Second, we can explore whether controlled representational turnover can actually improve continual multimodal learning, just as drift may help biological systems balance separation, integration, and forgetting.

Closing thoughts

Representational drift tells us that stable intelligence does not require a frozen substrate. Cross-modal representation shift tells us that weakly supervised multimodal learning cannot rely on fixed alignment either.

What matters, in both settings, is the capacity to preserve useful structure while internal organization changes.

That is why I see Cross-modal Representation Shift Refinement for Point-supervised Video Moment Retrieval not just as a task-specific method, but as part of a larger conversation about dynamic representation. DRONE is one concrete answer to a general question:

When representations move, how should learning systems respond?

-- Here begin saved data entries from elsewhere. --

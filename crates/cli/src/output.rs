//! Output formatting for CLI

use clap::ValueEnum;
use colored::Colorize;
use comfy_table::{presets::UTF8_FULL, ContentArrangement, Table};
use serde::Serialize;

/// Output format
#[derive(Debug, Clone, Copy, ValueEnum, Default, PartialEq, Eq)]
pub enum OutputFormat {
    /// Human-readable table format
    #[default]
    Table,
    /// JSON format
    Json,
    /// YAML format
    Yaml,
    /// Plain text format
    Plain,
}

impl OutputFormat {
    /// Machine-readable formats print one document instead of progress lines
    pub fn is_structured(&self) -> bool {
        matches!(self, OutputFormat::Json | OutputFormat::Yaml)
    }
}

/// Trait for items that can be displayed in a table
pub trait TableDisplay {
    fn headers() -> Vec<&'static str>;
    fn row(&self) -> Vec<String>;
}

/// Print a list of items
pub fn print_list<T: Serialize + TableDisplay>(items: &[T], format: OutputFormat) {
    if items.is_empty() {
        println!("No items found.");
        return;
    }

    match format {
        OutputFormat::Table => {
            let mut table = Table::new();
            table
                .load_preset(UTF8_FULL)
                .set_content_arrangement(ContentArrangement::Dynamic);

            table.set_header(T::headers());
            for item in items {
                table.add_row(item.row());
            }

            println!("{table}");
        }
        OutputFormat::Json | OutputFormat::Yaml => print_document(items, format),
        OutputFormat::Plain => {
            for (i, item) in items.iter().enumerate() {
                if i > 0 {
                    println!("---");
                }
                let row = item.row();
                for (header, value) in T::headers().iter().zip(row.iter()) {
                    println!("{}: {}", header, value);
                }
            }
        }
    }
}

/// Print any serializable value as JSON or YAML
pub fn print_document<T: Serialize + ?Sized>(value: &T, format: OutputFormat) {
    let rendered = match format {
        OutputFormat::Yaml => serde_yaml::to_string(value).map_err(|e| e.to_string()),
        _ => serde_json::to_string_pretty(value).map_err(|e| e.to_string()),
    };
    match rendered {
        Ok(text) => println!("{}", text),
        Err(e) => print_error(&format!("Cannot serialize output: {}", e)),
    }
}

/// Print success message
pub fn print_success(message: &str) {
    println!("{} {}", "✅".green(), message.green());
}

/// Print error message
pub fn print_error(message: &str) {
    eprintln!("{} {}", "❌".red(), message.red());
}

/// Print warning message
pub fn print_warning(message: &str) {
    println!("⚠️  {}", message.yellow());
}

/// Print info message
pub fn print_info(message: &str) {
    println!("ℹ️  {}", message);
}
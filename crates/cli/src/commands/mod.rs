//! CLI Commands

pub mod error_ui;
pub mod matrix;
pub mod probe;
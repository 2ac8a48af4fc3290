//! Playwright browser automation for error-UI scenarios
//!
//! Each scenario is rendered into a standalone Node script that installs the
//! route stubs, navigates, checks the error element and takes the screenshot.
//! The script prints one JSON line describing what it saw.

use std::path::PathBuf;
use std::process::{Command, Stdio};

use serde::{Deserialize, Serialize};
use tokio::process::Command as TokioCommand;
use tracing::debug;

use crate::config::join_url;
use crate::error::{HarnessError, HarnessResult};
use crate::scenario::ErrorUiScenario;

#[derive(Debug, Clone, Copy, Default, PartialEq, Eq)]
pub enum Browser {
    #[default]
    Chromium,
    Firefox,
    Webkit,
}

impl Browser {
    pub fn as_str(&self) -> &'static str {
        match self {
            Browser::Chromium => "chromium",
            Browser::Firefox => "firefox",
            Browser::Webkit => "webkit",
        }
    }
}

impl std::str::FromStr for Browser {
    type Err = String;

    fn from_str(s: &str) -> Result<Self, Self::Err> {
        match s {
            "chromium" => Ok(Browser::Chromium),
            "firefox" => Ok(Browser::Firefox),
            "webkit" => Ok(Browser::Webkit),
            other => Err(format!("unknown browser: {}", other)),
        }
    }
}

/// What the generated script observed
#[derive(Debug, Clone, Default, PartialEq, Serialize, Deserialize)]
pub struct ScriptOutcome {
    pub success: bool,
    #[serde(default)]
    pub observed_count: usize,
    #[serde(default)]
    pub screenshot: Option<PathBuf>,
    #[serde(default)]
    pub error: Option<String>,
}

/// Playwright browser handle
pub struct PlaywrightHandle {
    /// Front-end base URL
    base_url: String,

    /// Directory for screenshots
    screenshot_dir: PathBuf,

    browser: Browser,
    headless: bool,

    /// Exported as NODE_PATH so the temp script can `require('playwright')`
    node_modules_dir: Option<PathBuf>,
}

impl PlaywrightHandle {
    /// Create a new Playwright handle
    pub fn new(config: PlaywrightConfig) -> HarnessResult<Self> {
        Self::check_playwright_installed()?;
        std::fs::create_dir_all(&config.screenshot_dir)?;
        Ok(Self::unchecked(config))
    }

    fn unchecked(config: PlaywrightConfig) -> Self {
        Self {
            base_url: config.base_url,
            screenshot_dir: config.screenshot_dir,
            browser: config.browser,
            headless: config.headless,
            node_modules_dir: config.node_modules_dir,
        }
    }

    fn check_playwright_installed() -> HarnessResult<()> {
        let output = Command::new("npx")
            .args(["playwright", "--version"])
            .stdout(Stdio::null())
            .stderr(Stdio::null())
            .status();

        match output {
            Ok(status) if status.success() => Ok(()),
            _ => Err(HarnessError::PlaywrightNotFound),
        }
    }

    pub fn screenshot_path(&self, name: &str) -> PathBuf {
        self.screenshot_dir.join(format!("{}.png", name))
    }

    /// Build the Node script for one scenario
    pub fn build_script(&self, scenario: &ErrorUiScenario) -> String {
        let timeout = scenario.timeout_ms;
        let mut script = String::new();

        script.push_str(&format!(
            r#"
const {{ chromium, firefox, webkit }} = require('playwright');

(async () => {{
  const browser = await {browser}.launch({{ headless: {headless} }});
  const context = await browser.newContext({{
    viewport: {{ width: {width}, height: {height} }}
  }});
  const page = await context.newPage();
  const result = {{ success: false, observed_count: 0, screenshot: null }};

  try {{
"#,
            browser = self.browser.as_str(),
            headless = self.headless,
            width = scenario.viewport.width,
            height = scenario.viewport.height,
        ));

        // Stubs must be in place before the first request leaves the page
        for stub in &scenario.route_stubs {
            script.push_str(&format!(
                "    await page.route({}, route => route.fulfill({{ status: {}, contentType: {}, body: {} }}));\n",
                js_string(&stub.pattern),
                stub.status,
                js_string(&stub.content_type),
                js_string(&stub.body),
            ));
        }

        script.push_str(&format!(
            "\n    await page.goto({});\n",
            js_string(&join_url(&self.base_url, &scenario.url))
        ));

        script.push_str(&format!(
            r#"    const errors = page.getByText({text});
    await errors.first().waitFor({{ state: 'visible', timeout: {timeout} }});
    result.observed_count = await errors.count();
"#,
            text = js_string(&scenario.expect.text),
            timeout = timeout,
        ));

        if let Some(count) = scenario.expect.count {
            script.push_str(&format!(
                r#"    const deadline = Date.now() + {timeout};
    while (result.observed_count !== {count} && Date.now() < deadline) {{
      await page.waitForTimeout(100);
      result.observed_count = await errors.count();
    }}
    if (result.observed_count !== {count}) {{
      throw new Error(`expected {count} error element(s), found ${{result.observed_count}}`);
    }}
"#,
                timeout = timeout,
                count = count,
            ));
        }

        if let Some(visible) = &scenario.expect.visible_text {
            script.push_str(&format!(
                "    await page.getByText({}).first().waitFor({{ state: 'visible', timeout: {} }});\n",
                js_string(visible),
                timeout
            ));
        }

        if let Some(name) = &scenario.screenshot {
            let path = self.screenshot_path(name);
            let path = js_string(&path.to_string_lossy());
            script.push_str(&format!(
                "    await page.screenshot({{ path: {path}, fullPage: true }});\n    result.screenshot = {path};\n",
                path = path
            ));
        }

        script.push_str(
            r#"
    result.success = true;
  } catch (error) {
    result.error = error.message;
  } finally {
    await browser.close();
  }

  console.log(JSON.stringify(result));
  process.exit(result.success ? 0 : 1);
})();
"#,
        );

        script
    }

    /// Run a scenario and return what the browser observed
    pub async fn run_scenario(&self, scenario: &ErrorUiScenario) -> HarnessResult<ScriptOutcome> {
        let script = self.build_script(scenario);
        self.run_script(&script).await
    }

    /// Execute a generated script with node
    pub async fn run_script(&self, script: &str) -> HarnessResult<ScriptOutcome> {
        let temp_dir = tempfile::tempdir()?;
        let script_path = temp_dir.path().join("error-ui.js");
        std::fs::write(&script_path, script)?;

        debug!("Running Playwright script: {}", script_path.display());

        let mut cmd = TokioCommand::new("node");
        cmd.arg(&script_path).current_dir(temp_dir.path());
        if let Some(dir) = &self.node_modules_dir {
            cmd.env("NODE_PATH", dir);
        }
        let output = cmd.output().await?;

        interpret_output(
            output.status.code(),
            &String::from_utf8_lossy(&output.stdout),
            &String::from_utf8_lossy(&output.stderr),
        )
    }
}

/// Map the script's exit code and output to an outcome.
///
/// The script exits 1 after reporting a failed check, so a non-zero exit
/// with a failed result line is an ordinary outcome. Any other non-zero exit,
/// or a missing result line, is a driver error.
pub fn interpret_output(code: Option<i32>, stdout: &str, stderr: &str) -> HarnessResult<ScriptOutcome> {
    let outcome = parse_outcome(stdout);
    match (code, outcome) {
        (Some(0), Some(outcome)) => Ok(outcome),
        (Some(1), Some(outcome)) if !outcome.success => Ok(outcome),
        (code, _) => {
            let exit = code.map_or_else(|| "signal".to_string(), |c| c.to_string());
            Err(HarnessError::Playwright(format!(
                "Script failed (exit {}):\nstdout: {}\nstderr: {}",
                exit, stdout, stderr
            )))
        }
    }
}

/// Last JSON line printed by the script
pub fn parse_outcome(stdout: &str) -> Option<ScriptOutcome> {
    stdout
        .lines()
        .rev()
        .map(str::trim)
        .filter(|line| line.starts_with('{'))
        .find_map(|line| serde_json::from_str(line).ok())
}

/// Quote a string as a JavaScript literal
fn js_string(s: &str) -> String {
    serde_json::Value::from(s).to_string()
}

/// Configuration for Playwright
#[derive(Debug, Clone)]
pub struct PlaywrightConfig {
    pub base_url: String,
    pub screenshot_dir: PathBuf,
    pub browser: Browser,
    pub headless: bool,
    pub node_modules_dir: Option<PathBuf>,
}

impl Default for PlaywrightConfig {
    fn default() -> Self {
        Self {
            base_url: crate::config::DEFAULT_FRONTEND_URL.to_string(),
            screenshot_dir: PathBuf::from("test-results/screenshots"),
            browser: Browser::Chromium,
            headless: true,
            node_modules_dir: std::fs::canonicalize("node_modules").ok(),
        }
    }
}

#[cfg(test)]
mod tests {
    use super::*;
    use crate::scenario::{ErrorExpectation, RouteStub, Viewport};

    fn handle() -> PlaywrightHandle {
        PlaywrightHandle::unchecked(PlaywrightConfig {
            base_url: "http://localhost:3000/".to_string(),
            screenshot_dir: PathBuf::from("/tmp/shots"),
            browser: Browser::Firefox,
            headless: true,
            node_modules_dir: None,
        })
    }

    #[test]
    fn test_routes_installed_before_navigation() {
        let script = handle().build_script(&ErrorUiScenario::home_error());
        let goto = script.find("page.goto(").unwrap();
        let last_route = script.rfind("page.route(").unwrap();
        assert!(last_route < goto);
        assert_eq!(script.matches("page.route(").count(), 3);
        assert!(script.contains(r#"page.goto("http://localhost:3000/")"#));
        assert!(script.contains("firefox.launch"));
    }

    #[test]
    fn test_script_checks_count_visibility_and_screenshot() {
        let script = handle().build_script(&ErrorUiScenario::home_error());
        assert!(script.contains(r#"page.getByText("We encountered a problem")"#));
        assert!(script.contains("result.observed_count !== 3"));
        assert!(script.contains(r#"page.getByText("Our team is working on solving it")"#));
        assert!(script.contains(r#"path: "/tmp/shots/home-error.png""#));
    }

    #[test]
    fn test_user_strings_are_escaped() {
        let scenario = ErrorUiScenario {
            name: "quotes".to_string(),
            description: String::new(),
            tags: vec![],
            url: "/it's".to_string(),
            viewport: Viewport { width: 800, height: 600 },
            route_stubs: vec![RouteStub::server_error("**/api/o'brien")],
            expect: ErrorExpectation {
                text: "Can't load \"orders\"".to_string(),
                count: None,
                visible_text: None,
            },
            screenshot: None,
            timeout_ms: 500,
            visual_threshold: 0.5,
        };
        let script = handle().build_script(&scenario);
        assert!(script.contains(r#"page.getByText("Can't load \"orders\"")"#));
        assert!(script.contains(r#"body: "{\"message\": \"Internal Server Error\"}""#));
        assert!(!script.contains("page.screenshot"));
        assert!(!script.contains("deadline"));
    }

    #[test]
    fn test_parse_outcome_takes_last_json_line() {
        let stdout = "[TEST] warming up\n{\"success\":false}\n{\"success\":true,\"observed_count\":3,\"screenshot\":\"/tmp/a.png\"}\n";
        let outcome = parse_outcome(stdout).unwrap();
        assert!(outcome.success);
        assert_eq!(outcome.observed_count, 3);
        assert_eq!(outcome.screenshot, Some(PathBuf::from("/tmp/a.png")));
    }

    #[test]
    fn test_parse_outcome_failure_and_garbage() {
        let outcome =
            parse_outcome("{\"success\":false,\"observed_count\":1,\"screenshot\":null,\"error\":\"expected 3\"}")
                .unwrap();
        assert!(!outcome.success);
        assert_eq!(outcome.error.as_deref(), Some("expected 3"));
        assert!(parse_outcome("Error: Cannot find module 'playwright'").is_none());
    }

    #[test]
    fn test_browser_from_str() {
        assert_eq!("webkit".parse::<Browser>().unwrap(), Browser::Webkit);
        assert!("safari".parse::<Browser>().is_err());
    }

    #[test]
    fn test_newline_in_pattern_stays_inside_literal() {
        let mut scenario = ErrorUiScenario::home_error();
        scenario.route_stubs = vec![RouteStub::server_error("**/api/x\nprocess.exit(0);")];
        let script = handle().build_script(&scenario);
        assert!(script.contains(r#"page.route("**/api/x\nprocess.exit(0);""#));
        assert!(!script.lines().any(|line| line.trim() == "process.exit(0);"));
    }

    #[test]
    fn test_exit_code_and_result_line_agree() {
        let passed = r#"{"success":true,"observed_count":3}"#;
        let failed = r#"{"success":false,"observed_count":2,"error":"expected 3"}"#;

        assert!(interpret_output(Some(0), passed, "").unwrap().success);

        let outcome = interpret_output(Some(1), failed, "").unwrap();
        assert!(!outcome.success);
        assert_eq!(outcome.observed_count, 2);
    }

    #[test]
    fn test_abnormal_exit_is_driver_error() {
        let passed = r#"{"success":true,"observed_count":3}"#;
        let failed = r#"{"success":false,"observed_count":0}"#;

        // Crash after a passing line
        assert!(matches!(
            interpret_output(Some(1), passed, "Segmentation fault"),
            Err(HarnessError::Playwright(_))
        ));
        assert!(interpret_output(Some(2), failed, "").is_err());
        assert!(interpret_output(None, failed, "").is_err());
        assert!(matches!(
            interpret_output(Some(1), "", "Error: Cannot find module 'playwright'"),
            Err(HarnessError::Playwright(msg)) if msg.contains("Cannot find module")
        ));
    }
}
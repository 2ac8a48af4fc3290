//! Screenshot comparison against stored baselines

use std::path::{Path, PathBuf};

use image::{GenericImageView, Rgba, RgbaImage};
use serde::{Deserialize, Serialize};
use sha2::{Digest, Sha256};
use tracing::{debug, info, warn};

use crate::error::{HarnessError, HarnessResult};

/// Per-channel difference tolerated before a pixel counts as changed
const CHANNEL_TOLERANCE: i16 = 5;

/// Outcome of checking one screenshot
#[derive(Debug, Clone, PartialEq, Serialize, Deserialize)]
#[serde(tag = "verdict", rename_all = "snake_case")]
pub enum VisualVerdict {
    /// Byte-identical to the baseline
    Identical,

    /// Some pixels differ but no more than the threshold allows
    WithinThreshold { diff_percent: f64 },

    /// Too many pixels differ, or the dimensions changed
    Regressed {
        diff_percent: f64,
        diff_image: Option<PathBuf>,
    },

    /// Nothing stored yet; the screenshot was not judged
    NoBaseline,

    /// Screenshot stored as the new baseline
    BaselineCreated,
}

impl VisualVerdict {
    pub fn is_regression(&self) -> bool {
        matches!(self, VisualVerdict::Regressed { .. })
    }
}

/// Baseline storage plus pixel comparison
pub struct BaselineStore {
    baseline_dir: PathBuf,
    diff_dir: PathBuf,
    /// Store missing baselines instead of reporting them
    update: bool,
}

impl BaselineStore {
    pub fn new(config: VisualConfig) -> HarnessResult<Self> {
        std::fs::create_dir_all(&config.baseline_dir)?;
        std::fs::create_dir_all(&config.diff_dir)?;

        Ok(Self {
            baseline_dir: config.baseline_dir,
            diff_dir: config.diff_dir,
            update: config.update_baselines,
        })
    }

    pub fn baseline_path(&self, name: &str) -> PathBuf {
        self.baseline_dir.join(format!("{}.png", name))
    }

    /// Compare `actual` with the baseline stored under `name`
    pub fn check(&self, name: &str, actual: &Path, threshold: f64) -> HarnessResult<VisualVerdict> {
        if !actual.exists() {
            return Err(HarnessError::ScreenshotNotFound(actual.to_path_buf()));
        }

        let baseline = self.baseline_path(name);
        if !baseline.exists() {
            if self.update {
                std::fs::copy(actual, &baseline)?;
                info!("Created baseline for '{}'", name);
                return Ok(VisualVerdict::BaselineCreated);
            }
            info!("No baseline for '{}'; rerun with --update-baselines to record one", name);
            return Ok(VisualVerdict::NoBaseline);
        }

        if sha256_file(actual)? == sha256_file(&baseline)? {
            debug!("'{}' matches its baseline byte for byte", name);
            return Ok(VisualVerdict::Identical);
        }

        let actual_img = image::open(actual)?;
        let baseline_img = image::open(&baseline)?;

        if actual_img.dimensions() != baseline_img.dimensions() {
            warn!(
                "'{}' changed size: {:?} vs baseline {:?}",
                name,
                actual_img.dimensions(),
                baseline_img.dimensions()
            );
            return Ok(VisualVerdict::Regressed {
                diff_percent: 100.0,
                diff_image: None,
            });
        }

        let diff = diff_images(&actual_img.to_rgba8(), &baseline_img.to_rgba8());
        let diff_percent = diff.percent();

        if diff_percent <= threshold {
            return Ok(VisualVerdict::WithinThreshold { diff_percent });
        }

        let diff_path = self.diff_dir.join(format!("{}-diff.png", name));
        diff.image.save(&diff_path)?;
        warn!(
            "Visual regression in '{}': {:.2}% pixels differ (threshold: {:.2}%)",
            name, diff_percent, threshold
        );

        Ok(VisualVerdict::Regressed {
            diff_percent,
            diff_image: Some(diff_path),
        })
    }

    /// Replace the stored baseline with `actual`
    pub fn promote(&self, name: &str, actual: &Path) -> HarnessResult<()> {
        if !actual.exists() {
            return Err(HarnessError::ScreenshotNotFound(actual.to_path_buf()));
        }
        std::fs::copy(actual, self.baseline_path(name))?;
        info!("Updated baseline for '{}'", name);
        Ok(())
    }
}

/// Pixel difference between two equally sized images
pub struct ImageDiff {
    pub changed: u64,
    pub total: u64,
    /// Changed pixels in red over a dimmed copy of the actual image
    pub image: RgbaImage,
}

impl ImageDiff {
    pub fn percent(&self) -> f64 {
        if self.total == 0 {
            return 0.0;
        }
        (self.changed as f64 / self.total as f64) * 100.0
    }
}

pub fn diff_images(actual: &RgbaImage, baseline: &RgbaImage) -> ImageDiff {
    let (width, height) = actual.dimensions();
    let mut image = RgbaImage::new(width, height);
    let mut changed = 0u64;

    for (x, y, pixel) in actual.enumerate_pixels() {
        let base = (x < baseline.width() && y < baseline.height()).then(|| baseline.get_pixel(x, y));
        let marked = match base {
            Some(base) if !pixels_differ(pixel, base) => {
                let [r, g, b, _] = pixel.0;
                Rgba([r / 2, g / 2, b / 2, 128])
            }
            _ => {
                changed += 1;
                Rgba([255, 0, 0, 255])
            }
        };
        image.put_pixel(x, y, marked);
    }

    ImageDiff {
        changed,
        total: u64::from(width) * u64::from(height),
        image,
    }
}

fn pixels_differ(a: &Rgba<u8>, b: &Rgba<u8>) -> bool {
    a.0.iter()
        .zip(b.0.iter())
        .any(|(x, y)| (i16::from(*x) - i16::from(*y)).abs() > CHANNEL_TOLERANCE)
}

fn sha256_file(path: &Path) -> HarnessResult<String> {
    let data = std::fs::read(path)?;
    Ok(hex::encode(Sha256::digest(&data)))
}

/// Configuration for baseline comparison
#[derive(Debug, Clone)]
pub struct VisualConfig {
    pub baseline_dir: PathBuf,
    pub diff_dir: PathBuf,
    pub update_baselines: bool,
}

impl Default for VisualConfig {
    fn default() -> Self {
        Self {
            baseline_dir: PathBuf::from("test-results/baselines"),
            diff_dir: PathBuf::from("test-results/diffs"),
            update_baselines: false,
        }
    }
}

#[cfg(test)]
mod tests {
    use super::*;

    fn solid(width: u32, height: u32, color: [u8; 4]) -> RgbaImage {
        RgbaImage::from_pixel(width, height, Rgba(color))
    }

    fn store(dir: &Path, update: bool) -> BaselineStore {
        BaselineStore::new(VisualConfig {
            baseline_dir: dir.join("baselines"),
            diff_dir: dir.join("diffs"),
            update_baselines: update,
        })
        .unwrap()
    }

    #[test]
    fn test_small_color_drift_is_tolerated() {
        let a = solid(4, 4, [100, 100, 100, 255]);
        let b = solid(4, 4, [104, 97, 100, 255]);
        let diff = diff_images(&a, &b);
        assert_eq!(diff.changed, 0);
        assert_eq!(diff.percent(), 0.0);
    }

    #[test]
    fn test_changed_pixels_counted() {
        let a = solid(10, 10, [0, 0, 0, 255]);
        let mut b = a.clone();
        for x in 0..10 {
            b.put_pixel(x, 0, Rgba([255, 255, 255, 255]));
        }
        let diff = diff_images(&a, &b);
        assert_eq!(diff.changed, 10);
        assert!((diff.percent() - 10.0).abs() < f64::EPSILON);
        assert_eq!(diff.image.get_pixel(3, 0), &Rgba([255, 0, 0, 255]));
    }

    #[test]
    fn test_missing_baseline_reported_or_created() {
        let dir = tempfile::tempdir().unwrap();
        let shot = dir.path().join("home-error.png");
        solid(8, 8, [10, 20, 30, 255]).save(&shot).unwrap();

        let verdict = store(dir.path(), false).check("home-error", &shot, 0.5).unwrap();
        assert_eq!(verdict, VisualVerdict::NoBaseline);

        let updating = store(dir.path(), true);
        assert_eq!(
            updating.check("home-error", &shot, 0.5).unwrap(),
            VisualVerdict::BaselineCreated
        );
        assert!(updating.baseline_path("home-error").exists());
        assert_eq!(
            updating.check("home-error", &shot, 0.5).unwrap(),
            VisualVerdict::Identical
        );
    }

    #[test]
    fn test_regression_writes_diff_image() {
        let dir = tempfile::tempdir().unwrap();
        let visual = store(dir.path(), false);

        solid(10, 10, [0, 0, 0, 255])
            .save(visual.baseline_path("orders"))
            .unwrap();
        let shot = dir.path().join("orders.png");
        solid(10, 10, [200, 0, 0, 255]).save(&shot).unwrap();

        match visual.check("orders", &shot, 0.5).unwrap() {
            VisualVerdict::Regressed {
                diff_percent,
                diff_image,
            } => {
                assert!((diff_percent - 100.0).abs() < f64::EPSILON);
                assert!(diff_image.unwrap().exists());
            }
            other => panic!("expected regression, got {:?}", other),
        }
    }

    #[test]
    fn test_resized_screenshot_is_a_regression() {
        let dir = tempfile::tempdir().unwrap();
        let visual = store(dir.path(), false);

        solid(10, 10, [0, 0, 0, 255])
            .save(visual.baseline_path("home"))
            .unwrap();
        let shot = dir.path().join("home.png");
        solid(12, 10, [0, 0, 0, 255]).save(&shot).unwrap();

        assert!(visual.check("home", &shot, 50.0).unwrap().is_regression());
    }

    #[test]
    fn test_diff_below_threshold_passes() {
        let dir = tempfile::tempdir().unwrap();
        let visual = store(dir.path(), false);

        solid(10, 10, [0, 0, 0, 255])
            .save(visual.baseline_path("cart"))
            .unwrap();
        let mut shot_img = solid(10, 10, [0, 0, 0, 255]);
        shot_img.put_pixel(9, 9, Rgba([255, 255, 255, 255]));
        let shot = dir.path().join("cart.png");
        shot_img.save(&shot).unwrap();

        // 1 of 100 pixels changed
        match visual.check("cart", &shot, 1.5).unwrap() {
            VisualVerdict::WithinThreshold { diff_percent } => {
                assert!((diff_percent - 1.0).abs() < 1e-9)
            }
            other => panic!("expected within threshold, got {:?}", other),
        }
        assert!(visual.check("cart", &shot, 0.5).unwrap().is_regression());
    }

    #[test]
    fn test_missing_screenshot_is_not_a_regression() {
        let dir = tempfile::tempdir().unwrap();
        let visual = store(dir.path(), true);
        let missing = dir.path().join("never-taken.png");

        assert!(matches!(
            visual.check("never-taken", &missing, 0.5),
            Err(HarnessError::ScreenshotNotFound(path)) if path == missing
        ));
        assert!(matches!(
            visual.promote("never-taken", &missing),
            Err(HarnessError::ScreenshotNotFound(_))
        ));
    }
}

For biological systems, the answer may involve plasticity, memory allocation, and continual reorganization.
For multimodal models, it may involve temporal alignment, semantic curriculum, and explicit refinement.
For both, the future likely belongs to systems that do not demand perfect stability — but know how to stay coherent while changing.

References

1. Laura N. Driscoll, Lea Duncker, Christopher D. Harvey. Representational drift: Emerging theories for continual learning and experimental future directions. Current Opinion in Neurobiology, 76, 102609, 2022.

2. Kun Wang, Yupeng Hu, Hao Liu, Jiang Shao, Liqiang Nie. Cross-modal Representation Shift Refinement for Point-supervised Video Moment Retrieval. ACM Transactions on Information Systems, 44(3), 1–30, 2026.